Home - Webscraping with Scrapy!

Webscraping with Scrapy!

We will learn how to scrape the web using the scrapy package. We’ll explore this by figuring out how to acquire data from a movie website.

We will start by creating a file named “tmdb_spider.py”. From there we will add these lines:

# to run 
# scrapy crawl tmdb_spider -o movies.csv
import scrapy

class TmdbSpider(scrapy.Spider):
    name = 'tmdb_spider'
    start_urls = ['https://www.themoviedb.org/movie/872585-oppenheimer']

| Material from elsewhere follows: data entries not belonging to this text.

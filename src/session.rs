/// Session Manager
///
/// Signup, login, refresh and bearer authentication on top of the credential
/// store, the password hasher and the token codec.
///
/// Each account has a single session slot. Issuing a pair (signup, login,
/// refresh) overwrites the slot, which is what invalidates the previously
/// issued refresh token. Refresh only overwrites the slot it verified, so
/// concurrent redemptions of one token yield a single new pair.

use chrono::{Duration, Utc};
use serde::{Deserialize, Serialize};
use std::sync::Arc;
use uuid::Uuid;

use crate::auth::{
    hash_refresh_token, verify_refresh_token, BcryptHasher, JwtCodec, PasswordHasher, TokenCodec,
    TokenKind, TokenPayload,
};
use crate::configuration::JwtSettings;
use crate::error::{AppError, ConfigError};
use crate::store::{Account, CredentialStore, NewAccount, PublicAccount, Role, StoredSession};

/// Lifetime of the stored session record, counted from issuance.
///
/// Independent of the refresh token's signed `exp`; whichever is shorter wins.
pub const STORED_SESSION_TTL_DAYS: i64 = 7;

/// Tokens handed to the client
#[derive(Debug, Clone, PartialEq, Eq, Serialize, Deserialize)]
pub struct TokenPair {
    pub access_token: String,
    pub refresh_token: String,
}

#[derive(Debug, Clone, Deserialize)]
pub struct SignupRequest {
    pub email: String,
    pub password: String,
    pub role: Option<Role>,
    pub is_active: Option<bool>,
}

#[derive(Debug, Clone, Copy)]
pub struct SessionConfig {
    pub access_ttl: Duration,
    pub refresh_ttl: Duration,
    pub session_ttl: Duration,
}

impl SessionConfig {
    pub fn from_settings(settings: &JwtSettings) -> Result<Self, ConfigError> {
        Ok(Self {
            access_ttl: settings.access_ttl()?,
            refresh_ttl: settings.refresh_ttl()?,
            session_ttl: Duration::days(STORED_SESSION_TTL_DAYS),
        })
    }
}

impl Default for SessionConfig {
    fn default() -> Self {
        Self {
            access_ttl: Duration::minutes(15),
            refresh_ttl: Duration::days(7),
            session_ttl: Duration::days(STORED_SESSION_TTL_DAYS),
        }
    }
}

pub fn normalize_email(email: &str) -> String {
    email.trim().to_lowercase()
}

pub struct SessionManager {
    store: Arc<dyn CredentialStore>,
    hasher: Arc<dyn PasswordHasher>,
    codec: Arc<dyn TokenCodec>,
    config: SessionConfig,
    // verified against when the email is unknown, so both paths cost one bcrypt run
    dummy_hash: String,
}

impl SessionManager {
    pub fn new(
        store: Arc<dyn CredentialStore>,
        hasher: Arc<dyn PasswordHasher>,
        codec: Arc<dyn TokenCodec>,
        config: SessionConfig,
    ) -> Result<Self, AppError> {
        let dummy_hash = hasher.hash(&Uuid::new_v4().to_string())?;
        Ok(Self {
            store,
            hasher,
            codec,
            config,
            dummy_hash,
        })
    }

    /// Wire the bcrypt hasher and JWT codec from settings
    pub fn from_settings(
        store: Arc<dyn CredentialStore>,
        settings: &JwtSettings,
    ) -> Result<Self, AppError> {
        settings.validate()?;
        Self::new(
            store,
            Arc::new(BcryptHasher::new(settings.bcrypt_cost)),
            Arc::new(JwtCodec::new(&settings.secret, settings.issuer.clone())),
            SessionConfig::from_settings(settings)?,
        )
    }

    pub fn config(&self) -> &SessionConfig {
        &self.config
    }

    /// Create an account and open its first session.
    ///
    /// # Errors
    /// - `Conflict` if a live account already uses the email
    pub async fn signup(&self, request: SignupRequest) -> Result<TokenPair, AppError> {
        let email = normalize_email(&request.email);

        if self.store.find_active_by_email(&email, false).await?.is_some() {
            tracing::warn!(reason = "email_taken", "Signup rejected");
            return Err(AppError::Conflict("Email already registered".to_string()));
        }

        let password_hash = self.hasher.hash(&request.password)?;
        let account = self
            .store
            .create(NewAccount {
                email,
                password_hash,
                role: request.role.unwrap_or_default(),
                is_active: request.is_active.unwrap_or(true),
            })
            .await?;

        let tokens = self.issue_tokens(&account).await?;
        tracing::info!(account_id = %account.id, role = %account.role, "Account created");
        Ok(tokens)
    }

    /// Exchange email and password for a fresh token pair.
    ///
    /// Unknown email, wrong password and disabled account all return the
    /// same `InvalidCredentials` error.
    pub async fn login(&self, email: &str, password: &str) -> Result<TokenPair, AppError> {
        let email = normalize_email(email);

        let account = match self.store.find_active_by_email(&email, true).await? {
            Some(account) => account,
            None => {
                self.hasher.verify(password, &self.dummy_hash)?;
                tracing::warn!(reason = "unknown_email", "Login rejected");
                return Err(AppError::invalid_credentials());
            }
        };

        let password_hash = account
            .password_hash
            .as_deref()
            .ok_or_else(|| AppError::Internal("Password hash not loaded".to_string()))?;
        if !self.hasher.verify(password, password_hash)? {
            tracing::warn!(account_id = %account.id, reason = "wrong_password", "Login rejected");
            return Err(AppError::invalid_credentials());
        }

        if !account.is_active {
            tracing::warn!(account_id = %account.id, reason = "account_disabled", "Login rejected");
            return Err(AppError::invalid_credentials());
        }

        let tokens = self.issue_tokens(&account).await?;
        tracing::info!(account_id = %account.id, "Account logged in");
        Ok(tokens)
    }

    /// Rotate a refresh token into a new pair.
    ///
    /// The stored session, not the token's own `exp`, decides whether the
    /// session is still alive. Every rejection is `InvalidToken`.
    pub async fn refresh(&self, presented: &str) -> Result<TokenPair, AppError> {
        let payload = self.codec.verify(presented)?;

        let reject = |account_id: Uuid, reason: &'static str| {
            tracing::warn!(account_id = %account_id, reason = reason, "Refresh rejected");
            AppError::invalid_token()
        };

        if payload.kind != TokenKind::Refresh {
            return Err(reject(payload.subject, "wrong_token_kind"));
        }

        let account = self
            .store
            .find_active_by_id(payload.subject, true)
            .await?
            .ok_or_else(|| reject(payload.subject, "unknown_account"))?;

        let session = account
            .session
            .as_ref()
            .ok_or_else(|| reject(account.id, "no_session"))?;

        if session.is_expired_at(Utc::now()) {
            return Err(reject(account.id, "session_expired"));
        }

        if !verify_refresh_token(self.hasher.as_ref(), presented, &session.token_hash)? {
            return Err(reject(account.id, "token_mismatch"));
        }

        if !account.is_active {
            return Err(reject(account.id, "account_disabled"));
        }

        let (tokens, next) = self.mint_tokens(&account)?;
        if !self
            .store
            .rotate_session(account.id, &session.token_hash, next)
            .await?
        {
            return Err(reject(account.id, "session_rotated"));
        }
        tracing::info!(account_id = %account.id, "Session refreshed");
        Ok(tokens)
    }

    /// Resolve a bearer access token to its live, enabled account.
    ///
    /// Runs on every protected request so that disabling or deleting an
    /// account takes effect before its access tokens expire.
    pub async fn authenticate(&self, access_token: &str) -> Result<PublicAccount, AppError> {
        let payload = self.codec.verify(access_token)?;

        if payload.kind != TokenKind::Access {
            tracing::warn!(account_id = %payload.subject, reason = "wrong_token_kind", "Bearer rejected");
            return Err(AppError::invalid_token());
        }

        match self.find_by_id_public(payload.subject).await? {
            Some(account) if account.is_active => Ok(account),
            Some(_) => {
                tracing::warn!(account_id = %payload.subject, reason = "account_disabled", "Bearer rejected");
                Err(AppError::invalid_token())
            }
            None => {
                tracing::warn!(account_id = %payload.subject, reason = "unknown_account", "Bearer rejected");
                Err(AppError::invalid_token())
            }
        }
    }

    /// Public view of a live account, secrets excluded
    pub async fn find_by_id_public(&self, id: Uuid) -> Result<Option<PublicAccount>, AppError> {
        Ok(self
            .store
            .find_active_by_id(id, false)
            .await?
            .map(|account| account.to_public()))
    }

    /// Drop the account's session; its current refresh token stops working
    pub async fn logout(&self, account_id: Uuid) -> Result<(), AppError> {
        self.store.clear_session(account_id).await?;
        tracing::info!(account_id = %account_id, "Session revoked");
        Ok(())
    }

    async fn issue_tokens(&self, account: &Account) -> Result<TokenPair, AppError> {
        let (tokens, session) = self.mint_tokens(account)?;
        self.store.set_session(account.id, session).await?;
        Ok(tokens)
    }

    /// Sign a new pair and build the session record that goes with it
    fn mint_tokens(&self, account: &Account) -> Result<(TokenPair, StoredSession), AppError> {
        let access = TokenPayload::new(account.id, account.email.clone(), TokenKind::Access);
        let refresh = TokenPayload::new(account.id, account.email.clone(), TokenKind::Refresh);

        let access_token = self.codec.sign(&access, self.config.access_ttl)?;
        let refresh_token = self.codec.sign(&refresh, self.config.refresh_ttl)?;

        let session = StoredSession {
            token_hash: hash_refresh_token(self.hasher.as_ref(), &refresh_token)?,
            expires_at: Utc::now() + self.config.session_ttl,
        };

        Ok((
            TokenPair {
                access_token,
                refresh_token,
            },
            session,
        ))
    }
}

As you can see from the starting url, we will be analyzing the movie Oppenheimer. What we plan to do is to make a recommender which uses information of the cast to recommend new movies. To do this, we need to create “spiders,” which will “crawl” the web and extract the information we need! We will have three methods which each do an important task. Our first class method will be the easiest:

    def parse(self, response):
        box = response.css("section.panel.top_billed.scroller")
        button = box.css("p.new_button")
        link = "https://www.themoviedb.org" + button.css("a::attr(href)").get()
        yield scrapy.Request(url=link, callback=self.parse_full_credits)

This parse method is responsible for starting from the page of the movie and navigating to the Full Cast & Crew page. Let’s go through this code line by line. Our response would be the request of the page specified in the start url. In other words, this is the request to the Oppenheimer movie description page. If we inspect element on the page, we can see a box where there is a Full Cast & Crew button. Perfect! We save that as the variable box. We then access that button through the next line and save it as button. We then save the whole thing into a link. We must note that the link that this returns is a relative link, which means we need to manually add the beginning of the address like we have done above. Once we have saved the link we can yield a scrapy.Request object. This takes in the arguments url, which is self-explanatory, and callback. We use callback to call our next function: parse_full_credits. This means that we will pass the Full Cast & Crew page into this method, so we will be looking at that one next.

    def parse_full_credits(self, response):
        actor_links = response.css("ol.people.credits").css("a::attr(href)").getall()
        for actor_link in actor_links:
            link = "https://www.themoviedb.org" + actor_link
            yield scrapy.Request(url=link, callback=self.parse_actor_page)

This one doesn’t look too complicated either. For this method, we know we start from the page containing the cast. Therefore, we want to get links to all the actors on this page and pass those into the parse_actor_page method. We first start by saving the links into the variable actor_links. We make sure to use .getall() so that we get a list of all the actor links. Then, we iterate over all of the links and for each link, we call the scrapy.Request contructor and pass it into parse_actor_page. Now let’s take a look at that final method.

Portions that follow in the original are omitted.